» **YOUR OBJECTIVE**: Pull every line with "their" from the data below and copy it.

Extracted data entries
------------------------------

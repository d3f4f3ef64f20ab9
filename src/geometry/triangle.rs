//! Triangles, their edge lengths, and interior angles.
//!
//! # Vertex ordering
//! Edges are built cyclically from `[v0, v1, v2]`:
//!
//! - `a = |v1 - v0|`
//! - `b = |v2 - v1|`
//! - `c = |v0 - v2|`
//!
//! Angles come from the Law of Cosines, `alpha` opposite `a`, `beta` opposite
//! `b`, `gamma` opposite `c`, all in degrees.
//!
//! # Degenerate triangles
//! For zero-length edges or collinear vertices the cosine argument can drift
//! outside `[-1, 1]` or become `0/0`. [`EdgeLengths::interior_angles`] clamps
//! to `[-1, 1]` and maps an undefined argument to 0°, so it never returns NaN
//! for finite input.
//!
//! # Magnitude
//! Lengths, cosines and the degeneracy test rescale by powers of two before
//! squaring, so coordinates anywhere in the finite `f64` range classify the
//! same as their unit-sized counterparts.

use super::point::{Point3, binary_exponent, cross, max_abs, norm, scale_pow2};

const EPS: f64 = 1e-12;

/// A face with exactly three vertices.
#[derive(Clone, Copy, Debug, PartialEq)]
pub struct Triangle {
    pub vertices: [Point3; 3],
}

impl Triangle {
    pub const fn new(v0: Point3, v1: Point3, v2: Point3) -> Self {
        Self {
            vertices: [v0, v1, v2],
        }
    }

    /// Build a triangle from a polygon, or `None` if it does not have exactly
    /// three vertices.
    pub fn from_polygon(polygon: &[Point3]) -> Option<Self> {
        match *polygon {
            [v0, v1, v2] => Some(Self::new(v0, v1, v2)),
            _ => None,
        }
    }

    /// Cyclic edge lengths `(|v1-v0|, |v2-v1|, |v0-v2|)`.
    pub fn edge_lengths(&self) -> EdgeLengths {
        let [v0, v1, v2] = self.vertices;
        EdgeLengths {
            a: v1.distance(v0),
            b: v2.distance(v1),
            c: v0.distance(v2),
        }
    }

    /// Unsigned area from the cross product of two edges.
    ///
    /// May be `inf` when the true area exceeds `f64::MAX`.
    pub fn area(&self) -> f64 {
        let (u, w, e) = self.unit_edge_vectors();
        scale_pow2(0.5 * norm(cross(u, w)), 2 * e)
    }

    /// Edge vectors `v1 - v0` and `v2 - v0` divided by `2^e`, with `e`
    /// chosen so their largest component is of order one.
    fn unit_edge_vectors(&self) -> ([f64; 3], [f64; 3], i32) {
        let [v0, v1, v2] = self.vertices;
        let u = (v1 - v0).to_array();
        let w = (v2 - v0).to_array();
        let m = max_abs(u).max(max_abs(w));
        if m == 0.0 || !m.is_finite() {
            return (u, w, 0);
        }
        let e = binary_exponent(m);
        (u.map(|x| scale_pow2(x, -e)), w.map(|x| scale_pow2(x, -e)), e)
    }

    /// Index of the first vertex with a NaN or infinite component.
    pub fn first_non_finite(&self) -> Option<usize> {
        self.vertices.iter().position(|v| !v.is_finite())
    }

    /// True for zero-length edges or (numerically) collinear vertices.
    ///
    /// Collinearity is judged against the squared longest edge, so the test
    /// does not depend on the triangle's scale.
    pub fn is_degenerate(&self) -> bool {
        let edges = self.edge_lengths();
        let longest = edges.longest();
        if longest == 0.0 || edges.shortest() <= EPS * longest {
            return true;
        }
        // Compare area to longest^2 in the rescaled frame.
        let (u, w, e) = self.unit_edge_vectors();
        let unit_longest = scale_pow2(longest, -e);
        0.5 * norm(cross(u, w)) <= EPS * unit_longest * unit_longest
    }

    /// Rotate the vertex order by one: `[v1, v2, v0]`.
    pub fn rotated(&self) -> Self {
        let [v0, v1, v2] = self.vertices;
        Self::new(v1, v2, v0)
    }

    /// Reverse the winding: `[v0, v2, v1]`.
    pub fn reflected(&self) -> Self {
        let [v0, v1, v2] = self.vertices;
        Self::new(v0, v2, v1)
    }
}

/// Edge lengths `(a, b, c)` of a triangle.
#[derive(Clone, Copy, Debug, PartialEq)]
pub struct EdgeLengths {
    pub a: f64,
    pub b: f64,
    pub c: f64,
}

impl EdgeLengths {
    #[inline]
    pub fn to_array(self) -> [f64; 3] {
        [self.a, self.b, self.c]
    }

    pub fn longest(&self) -> f64 {
        self.a.max(self.b).max(self.c)
    }

    pub fn shortest(&self) -> f64 {
        self.a.min(self.b).min(self.c)
    }

    /// Interior angles `[alpha, beta, gamma]` in degrees, clamped.
    pub fn interior_angles(&self) -> [f64; 3] {
        let EdgeLengths { a, b, c } = self.normalized();
        [
            law_of_cosines_deg(a, b, c),
            law_of_cosines_deg(b, c, a),
            law_of_cosines_deg(c, a, b),
        ]
    }

    /// Raw cosine arguments before clamping, in the same order as
    /// [`interior_angles`](Self::interior_angles).
    pub fn cosines(&self) -> [f64; 3] {
        let EdgeLengths { a, b, c } = self.normalized();
        [cosine_arg(a, b, c), cosine_arg(b, c, a), cosine_arg(c, a, b)]
    }

    /// Divide by the power of two nearest below the longest edge.
    ///
    /// Exact for normal floats, so cosines are unchanged where squaring the
    /// raw lengths would not overflow or underflow.
    fn normalized(&self) -> EdgeLengths {
        let longest = self.longest();
        if longest == 0.0 || !longest.is_finite() {
            return *self;
        }
        let e = binary_exponent(longest);
        EdgeLengths {
            a: scale_pow2(self.a, -e),
            b: scale_pow2(self.b, -e),
            c: scale_pow2(self.c, -e),
        }
    }
}

/// Cosine of the angle opposite `opposite`, between sides `s1` and `s2`.
#[inline]
fn cosine_arg(opposite: f64, s1: f64, s2: f64) -> f64 {
    (s1 * s1 + s2 * s2 - opposite * opposite) / (2.0 * s1 * s2)
}

fn law_of_cosines_deg(opposite: f64, s1: f64, s2: f64) -> f64 {
    let cos = cosine_arg(opposite, s1, s2);
    if cos.is_nan() {
        return 0.0;
    }
    cos.clamp(-1.0, 1.0).acos().to_degrees()
}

------------------------------

» **TASK RESULT**:
//! Triangles, their edge lengths, and interior angles.
//! same as their unit-sized counterparts.
    /// chosen so their largest component is of order one.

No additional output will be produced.